In recent years, with the proposal of Transformer and MOE architectures, which make deep learning models easily break through trillions of scale parameters, the traditional single-machine, single-card model can no longer meet the requirements of training very large models. Therefore, we need to carry out distributed large model training based on single-machine multi-card, or even multi-machine multi-card.
And utilizing AI clusters to enable deep learning algorithms to better train large models with good performance efficiently from a large amount of data is the primary goal of distributed machine learning. In order to achieve this goal, it is generally necessary to consider dividing the computational tasks, training data and models according to the matching of hardware resources and data/model sizes, so as to perform distributed storage and distributed training.
Among them, pipelined parallelism is one of the parallel techniques in distributed training.
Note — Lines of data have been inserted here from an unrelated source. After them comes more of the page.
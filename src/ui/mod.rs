/// Canvas widgets for the two box editors.
///
/// Both canvases are `canvas::Program<EditorEvent>`; the application maps
/// the events into its own message type, so the widgets know nothing about
/// networking or persistence.
pub mod closet_canvas;
pub mod tryon_canvas;

use iced::mouse::Cursor;
use iced::Rectangle;

use crate::editor::{Commit, DragSession};
use crate::geometry::DisplayRect;

/// What a canvas interaction produced.
#[derive(Debug, Clone, Copy, PartialEq)]
pub enum EditorEvent {
    /// Pointer-down changed which box is selected.
    Selected(Option<u64>),
    /// A drag finished; geometry (if any) is ready to write back.
    Committed(Commit),
}

/// Per-canvas widget state.
///
/// The last seen pointer position is tracked alongside the session so a
/// release outside the canvas bounds still commits the geometry from the
/// most recent move instead of a fabricated position.
#[derive(Debug, Default)]
pub struct StageState {
    pub session: Option<DragSession>,
    /// Last pointer position, local to the drawn image.
    pub pointer: Option<(f32, f32)>,
}

/// Pointer position local to the drawn image, clamped into it. Unlike
/// `Cursor::position_in`, this keeps working while the pointer is outside
/// the canvas bounds, so a drag can run past the edge.
pub fn local_pointer(
    cursor: Cursor,
    bounds: Rectangle,
    display: &DisplayRect,
) -> Option<(f32, f32)> {
    let point = cursor.position()?;
    Some(display.to_local(point.x - bounds.x, point.y - bounds.y))
}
Pipelined parallelism is a method to accelerate neural network training by combining model parallelism with data pipelining. The core idea is that the model is partitioned into blocks by layer, and each block is handed over to a single device. During the forward pass, each device passes the intermediate activations to the next stage. During the backward pass, each device passes the gradient of the input tensor back to the previous pipeline stage.
However, a problem arises with this approach: only one GPU is actively working on a given chain, while the others are idle. To address this issue, the concept of a pipeline can be employed, allowing for a continuous flow of processing. This can be achieved by dividing a batch into several mini-batches and calculating each mini-batch separately.
So, is it better to make the pipeline deeper so that each GPU only calculates one layer?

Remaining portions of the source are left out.